[Start of section]

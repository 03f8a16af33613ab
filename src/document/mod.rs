//! Mutable MEI document tree
//!
//! An arena-backed tree built from quick-xml events. Elements keep their raw
//! start and end tags, and everything else (text, comments, processing
//! instructions, CDATA) is kept as the original event, so writing the tree
//! back reproduces the input byte for byte until something is removed.
//!
//! Nodes are addressed by [`NodeId`]. Removal always goes through the parent
//! (`remove_child`), which keeps the parent relation explicit at call sites.

mod parser;
mod writer;
pub mod prolog;

use crate::errors::ParseError;
use quick_xml::events::{BytesEnd, BytesStart, Event};

pub use prolog::{normalize_self_closing, split_prolog};

/// `xml:id` attribute name as written in MEI files
pub const XML_ID: &str = "xml:id";

/// Index of a node inside a [`MeiDocument`]
#[derive(Debug, Clone, Copy, PartialEq, Eq, Hash, PartialOrd, Ord)]
pub struct NodeId(pub(crate) usize);

/// An element with its tags and decoded attributes
#[derive(Debug, Clone)]
pub struct Element {
    pub(crate) start: BytesStart<'static>,
    /// `None` for self-closing elements
    pub(crate) end: Option<BytesEnd<'static>>,
    name: String,
    attributes: Vec<(String, String)>,
}

impl Element {
    /// Qualified name as written (`mei:zone`, `zone`, ...)
    pub fn name(&self) -> &str {
        &self.name
    }

    /// Name without namespace prefix
    pub fn local_name(&self) -> &str {
        local_part(&self.name)
    }

    /// Unescaped value of an attribute, matched on its qualified name
    pub fn attribute(&self, key: &str) -> Option<&str> {
        self.attributes
            .iter()
            .find(|(k, _)| k == key)
            .map(|(_, v)| v.as_str())
    }

    /// All attributes in document order
    pub fn attributes(&self) -> &[(String, String)] {
        &self.attributes
    }

    pub fn id(&self) -> Option<&str> {
        self.attribute(XML_ID)
    }

    pub fn is_self_closing(&self) -> bool {
        self.end.is_none()
    }
}

#[derive(Debug, Clone)]
pub(crate) enum NodeKind {
    Root,
    Element(Element),
    /// Text, comments, PIs, CDATA, declarations
    Markup(Event<'static>),
}

#[derive(Debug, Clone)]
pub(crate) struct Node {
    pub(crate) kind: NodeKind,
    pub(crate) parent: Option<NodeId>,
    pub(crate) children: Vec<NodeId>,
}

/// Parsed MEI document
#[derive(Debug, Clone)]
pub struct MeiDocument {
    nodes: Vec<Node>,
}

impl MeiDocument {
    /// Parse XML text into a document tree
    pub fn parse(xml: &str) -> Result<Self, ParseError> {
        parser::build(xml)
    }

    /// Serialize the whole document exactly as stored
    pub fn to_xml(&self) -> Result<String, ParseError> {
        writer::write_nodes(self, self.children(self.root()))
    }

    /// Serialize one node and its descendants
    pub fn subtree_to_xml(&self, node: NodeId) -> Result<String, ParseError> {
        writer::write_nodes(self, &[node])
    }

    /// The document node that holds the top-level events
    pub fn root(&self) -> NodeId {
        NodeId(0)
    }

    /// The single top-level element (`<mei>`)
    pub fn root_element(&self) -> Option<NodeId> {
        self.child_elements(self.root()).next()
    }

    pub fn element(&self, node: NodeId) -> Option<&Element> {
        match self.nodes.get(node.0).map(|n| &n.kind) {
            Some(NodeKind::Element(element)) => Some(element),
            _ => None,
        }
    }

    pub fn parent(&self, node: NodeId) -> Option<NodeId> {
        self.nodes.get(node.0).and_then(|n| n.parent)
    }

    pub fn children(&self, node: NodeId) -> &[NodeId] {
        self.nodes
            .get(node.0)
            .map(|n| n.children.as_slice())
            .unwrap_or(&[])
    }

    pub fn child_elements(&self, node: NodeId) -> impl Iterator<Item = NodeId> + '_ {
        self.children(node)
            .iter()
            .copied()
            .filter(move |&c| self.element(c).is_some())
    }

    /// First child element with the given local name
    pub fn find_child(&self, node: NodeId, local_name: &str) -> Option<NodeId> {
        self.child_elements(node)
            .find(|&c| self.element(c).map(|e| e.local_name()) == Some(local_name))
    }

    /// Follow a path of local names from `node`, taking the first match at each step
    pub fn find_path(&self, node: NodeId, path: &[&str]) -> Option<NodeId> {
        path.iter()
            .try_fold(node, |current, step| self.find_child(current, step))
    }

    /// Like [`find_path`](Self::find_path), failing with the missing path
    pub fn require_path(&self, node: NodeId, path: &[&str]) -> Result<NodeId, ParseError> {
        self.find_path(node, path)
            .ok_or_else(|| ParseError::MissingRequiredElement(path.join("/")))
    }

    /// All descendants of `node` in document order, `node` excluded
    pub fn descendants(&self, node: NodeId) -> Vec<NodeId> {
        let mut out = Vec::new();
        let mut stack: Vec<NodeId> = self.children(node).iter().rev().copied().collect();
        while let Some(current) = stack.pop() {
            out.push(current);
            stack.extend(self.children(current).iter().rev().copied());
        }
        out
    }

    /// Descendant elements of `node` with the given local name
    pub fn descendants_named(&self, node: NodeId, local_name: &str) -> Vec<NodeId> {
        self.descendants(node)
            .into_iter()
            .filter(|&d| self.element(d).map(|e| e.local_name()) == Some(local_name))
            .collect()
    }

    /// Unescaped text before the first child element, `None` when empty
    pub fn leading_text(&self, node: NodeId) -> Option<String> {
        let mut text = String::new();
        for &child in self.children(node) {
            match self.nodes.get(child.0).map(|n| &n.kind) {
                Some(NodeKind::Element(_)) => break,
                Some(NodeKind::Markup(Event::Text(t))) => match t.unescape() {
                    Ok(s) => text.push_str(&s),
                    Err(_) => text.push_str(&String::from_utf8_lossy(t)),
                },
                Some(NodeKind::Markup(Event::CData(c))) => {
                    text.push_str(&String::from_utf8_lossy(c));
                }
                _ => {}
            }
        }
        if text.is_empty() {
            None
        } else {
            Some(text)
        }
    }

    /// Whether `node` is still reachable from the document root
    pub fn is_attached(&self, node: NodeId) -> bool {
        let mut current = node;
        loop {
            if current == self.root() {
                return true;
            }
            match self.parent(current) {
                Some(parent) => current = parent,
                None => return false,
            }
        }
    }

    /// Whether `ancestor` lies on the parent chain of `node` (a node is not its own ancestor)
    pub fn is_ancestor(&self, ancestor: NodeId, node: NodeId) -> bool {
        let mut current = self.parent(node);
        while let Some(parent) = current {
            if parent == ancestor {
                return true;
            }
            current = self.parent(parent);
        }
        false
    }

    /// Detach `child` from `parent`.
    ///
    /// A whitespace-only text node directly before `child` goes with it, so
    /// the remaining siblings keep their indentation.
    pub fn remove_child(&mut self, parent: NodeId, child: NodeId) -> Result<(), ParseError> {
        let not_a_child = ParseError::NotAChild {
            parent: parent.0,
            child: child.0,
        };
        let pos = self
            .children(parent)
            .iter()
            .position(|&c| c == child)
            .ok_or(not_a_child)?;

        let start = match pos.checked_sub(1) {
            Some(prev) if self.is_whitespace_text(self.children(parent)[prev]) => prev,
            _ => pos,
        };

        let removed: Vec<NodeId> = self.nodes[parent.0].children.drain(start..=pos).collect();
        for id in removed {
            self.nodes[id.0].parent = None;
        }
        Ok(())
    }

    fn is_whitespace_text(&self, node: NodeId) -> bool {
        match self.nodes.get(node.0).map(|n| &n.kind) {
            Some(NodeKind::Markup(Event::Text(t))) => t.iter().all(|b| b.is_ascii_whitespace()),
            _ => false,
        }
    }

    pub(crate) fn node(&self, node: NodeId) -> &Node {
        &self.nodes[node.0]
    }

    pub(crate) fn from_nodes(nodes: Vec<Node>) -> Self {
        MeiDocument { nodes }
    }
}

pub(crate) fn local_part(name: &str) -> &str {
    name.rsplit_once(':').map(|(_, local)| local).unwrap_or(name)
}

[End of section]

#### [What to do]
Output each line exactly, from the first line of the data down to the line that contains "through the parent", both included.

#### [Exercise result]
repository 03f8a16af33613ab
filename src/document/mod.rs
//! Mutable MEI document tree
//!
//! An arena-backed tree built from quick-xml events. Elements keep their raw
//! start and end tags, and everything else (text, comments, processing
//! instructions, CDATA) is kept as the original event, so writing the tree
//! back reproduces the input byte for byte until something is removed.
//!
//! Nodes are addressed by [`NodeId`]. Removal always goes through the parent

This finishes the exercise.